A kombi sempre foi conhecida como um carro frágil e perigoso. Caso isso seja verdade, os seus passageiros estão expostos a um risco maior, ainda mais quando o veículo é dirigido como muitos perueiros fazem. Nunca vi os passageiros usando cinto de segurança. Pois bem, se um passageiro ficar ferido ou morrer num acidente quem é que vai pagar a indenização? Será que um perueiro terá como suportar uma indenização? Uma empresa de ônibus tem, ao menos por enquanto, pois do jeito que as coisas vão logo elas vão falir. Já há casos de atrasos de salários. O passageiro de uma perua está entregue à própria sorte. Por que a sociedade tolera esse tipo de atividade? O que nós cidadãos ganhamos com isso? Nem sequer bom serviço os perueiros ilegais prestam.

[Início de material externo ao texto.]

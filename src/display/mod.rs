mod input;

pub use input::InputState;

use sdl2::pixels::PixelFormatEnum;
use sdl2::render::{Canvas, Texture, TextureCreator};
use sdl2::video::{Window, WindowContext};
use sdl2::EventPump;

use softblit::{Bitmap, EngineConfig, Error, Result};

pub struct Display {
    canvas: Canvas<Window>,
    event_pump: EventPump,
    width: u32,
    height: u32,
}

/// Streaming texture the frame buffer is uploaded into each frame
pub struct RenderTarget<'a> {
    texture: Texture<'a>,
    width: u32,
    height: u32,
}

impl Display {
    /// Open a window of `width * scale_x` by `height * scale_y` screen pixels
    pub fn new(config: &EngineConfig) -> Result<(Self, TextureCreator<WindowContext>)> {
        let sdl_context = sdl2::init().map_err(Error::display)?;
        let video_subsystem = sdl_context.video().map_err(Error::display)?;

        let (window_w, window_h) = config.window_size();
        let window = video_subsystem
            .window(&config.title, window_w, window_h)
            .position_centered()
            .build()
            .map_err(|e| Error::display(e.to_string()))?;

        let mut canvas_builder = window.into_canvas().accelerated();
        if config.vsync {
            canvas_builder = canvas_builder.present_vsync();
        }
        let canvas = canvas_builder
            .build()
            .map_err(|e| Error::display(e.to_string()))?;

        let texture_creator = canvas.texture_creator();
        let event_pump = sdl_context.event_pump().map_err(Error::display)?;

        tracing::info!(
            width = config.width,
            height = config.height,
            window_w,
            window_h,
            vsync = config.vsync,
            "display opened"
        );

        Ok((
            Self {
                canvas,
                event_pump,
                width: config.width,
                height: config.height,
            },
            texture_creator,
        ))
    }

    pub fn width(&self) -> u32 {
        self.width
    }

    pub fn height(&self) -> u32 {
        self.height
    }

    /// Upload `frame` and stretch it over the whole window
    pub fn present(&mut self, target: &mut RenderTarget, frame: &Bitmap) -> Result<()> {
        if (frame.width(), frame.height()) != (target.width, target.height) {
            return Err(Error::display(format!(
                "frame is {}x{}, render target is {}x{}",
                frame.width(),
                frame.height(),
                target.width,
                target.height
            )));
        }

        let pixels = frame.pixels();
        let row_bytes = frame.pitch();
        target
            .texture
            .with_lock(None, |buf, pitch| {
                for (dst, src) in buf
                    .chunks_mut(pitch)
                    .zip(pixels.chunks(frame.width() as usize))
                {
                    // RGBA8888 is a packed native-endian u32, same as Color
                    for (out, px) in dst[..row_bytes].chunks_exact_mut(4).zip(src) {
                        out.copy_from_slice(&px.to_ne_bytes());
                    }
                }
            })
            .map_err(Error::display)?;

        self.canvas
            .copy(&target.texture, None, None)
            .map_err(Error::display)?;
        self.canvas.present();
        Ok(())
    }

    /// Start a new input frame and feed it every pending event
    pub fn poll_input(&mut self, input: &mut InputState) {
        input.begin_frame();
        for event in self.event_pump.poll_iter() {
            input.handle(&event);
        }
    }
}

impl<'a> RenderTarget<'a> {
    pub fn new(
        texture_creator: &'a TextureCreator<WindowContext>,
        width: u32,
        height: u32,
    ) -> Result<Self> {
        let texture = texture_creator
            .create_texture_streaming(PixelFormatEnum::RGBA8888, width, height)
            .map_err(|e| Error::display(e.to_string()))?;
        Ok(Self {
            texture,
            width,
            height,
        })
    }
}
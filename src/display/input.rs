//! Per-frame keyboard and mouse state built from SDL events

use std::collections::HashSet;

use sdl2::event::Event;
use sdl2::keyboard::Scancode;
use sdl2::mouse::MouseButton;

/// Held keys and buttons plus the edges seen since the last [`InputState::begin_frame`].
///
/// Mouse coordinates are stored in frame-buffer pixels, i.e. window
/// coordinates divided by the window scale.
#[derive(Debug, Default)]
pub struct InputState {
    keys_down: HashSet<Scancode>,
    keys_pressed: HashSet<Scancode>,
    keys_released: HashSet<Scancode>,
    buttons_down: HashSet<MouseButton>,
    buttons_pressed: HashSet<MouseButton>,
    buttons_released: HashSet<MouseButton>,
    mouse: (i32, i32),
    wheel: i32,
    scale: (i32, i32),
    quit: bool,
}

impl InputState {
    pub fn new(scale_x: u32, scale_y: u32) -> Self {
        Self {
            scale: (scale_x.max(1) as i32, scale_y.max(1) as i32),
            ..Self::default()
        }
    }

    /// Drop last frame's edges and wheel motion; held state carries over
    pub fn begin_frame(&mut self) {
        self.keys_pressed.clear();
        self.keys_released.clear();
        self.buttons_pressed.clear();
        self.buttons_released.clear();
        self.wheel = 0;
    }

    pub fn handle(&mut self, event: &Event) {
        match *event {
            Event::Quit { .. } => self.quit = true,
            Event::KeyDown {
                scancode: Some(code),
                repeat,
                ..
            } => {
                if !repeat {
                    self.keys_pressed.insert(code);
                }
                self.keys_down.insert(code);
            },
            Event::KeyUp {
                scancode: Some(code),
                ..
            } => {
                self.keys_down.remove(&code);
                self.keys_released.insert(code);
            },
            Event::MouseMotion { x, y, .. } => self.set_mouse(x, y),
            Event::MouseButtonDown {
                mouse_btn, x, y, ..
            } => {
                self.set_mouse(x, y);
                self.buttons_down.insert(mouse_btn);
                self.buttons_pressed.insert(mouse_btn);
            },
            Event::MouseButtonUp {
                mouse_btn, x, y, ..
            } => {
                self.set_mouse(x, y);
                self.buttons_down.remove(&mouse_btn);
                self.buttons_released.insert(mouse_btn);
            },
            Event::MouseWheel { y, .. } => self.wheel += y,
            _ => {},
        }
    }

    fn set_mouse(&mut self, x: i32, y: i32) {
        self.mouse = (x / self.scale.0.max(1), y / self.scale.1.max(1));
    }

    pub fn quit_requested(&self) -> bool {
        self.quit
    }

    /// Key is held
    pub fn is_down(&self, key: Scancode) -> bool {
        self.keys_down.contains(&key)
    }

    /// Key went down this frame
    pub fn is_pressed(&self, key: Scancode) -> bool {
        self.keys_pressed.contains(&key)
    }

    /// Key was released this frame
    pub fn is_up(&self, key: Scancode) -> bool {
        self.keys_released.contains(&key)
    }

    pub fn mouse_is_down(&self, button: MouseButton) -> bool {
        self.buttons_down.contains(&button)
    }

    pub fn mouse_is_pressed(&self, button: MouseButton) -> bool {
        self.buttons_pressed.contains(&button)
    }

    pub fn mouse_is_up(&self, button: MouseButton) -> bool {
        self.buttons_released.contains(&button)
    }

    /// Cursor position in frame-buffer pixels
    pub fn mouse(&self) -> (i32, i32) {
        self.mouse
    }

    /// Wheel steps since the frame began, positive away from the user
    pub fn wheel(&self) -> i32 {
        self.wheel
    }
}
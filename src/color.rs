//! Packed pixel format
//!
//! Every pixel is a `u32` laid out as `0xRRGGBBAA`: red in the most
//! significant byte, alpha in the least significant one.

pub type Color = u32;

/// Fully transparent black, also the value returned for reads outside a clip
pub const TRANSPARENT: Color = 0;

/// Pack four channels into a pixel
#[inline]
pub const fn rgba(r: u8, g: u8, b: u8, a: u8) -> Color {
    u32::from_be_bytes([r, g, b, a])
}

/// Opaque color
#[inline]
pub const fn rgb(r: u8, g: u8, b: u8) -> Color {
    rgba(r, g, b, 0xFF)
}

#[inline]
pub const fn red(c: Color) -> u8 {
    (c >> 24) as u8
}

#[inline]
pub const fn green(c: Color) -> u8 {
    (c >> 16) as u8
}

#[inline]
pub const fn blue(c: Color) -> u8 {
    (c >> 8) as u8
}

#[inline]
pub const fn alpha(c: Color) -> u8 {
    c as u8
}

/// Unpack into `(r, g, b, a)`
#[inline]
pub const fn channels(c: Color) -> (u8, u8, u8, u8) {
    (red(c), green(c), blue(c), alpha(c))
}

Recentemente, um juiz de Cabo Frio, no Rio de Janeiro, tomou uma elogiável decisão ao deferir um pedido de antecipação de tutela que proibiu a atividade dos perueiros ilegais (que na verdade sempre foi proibida), sob pena de multa diária, apreensão do veículo e até mesmo a prisão do condutor desobediente.

É preciso que as autoridades dos 3 poderes percebam que são as responsáveis pela balbúrdia que está instalada, que não admitam protestos que paralisam toda a cidade, com prejuízos incalculáveis para a coletividade, a pretexto de defender direitos que os perueiros não têm. É preciso uma campanha de conscientização das pessoas para que não utilizem das peruas, que devem ser apreendidas. Se isso não for feito logo, não sei em que cidade nós e nossos filhos iremos sobreviver.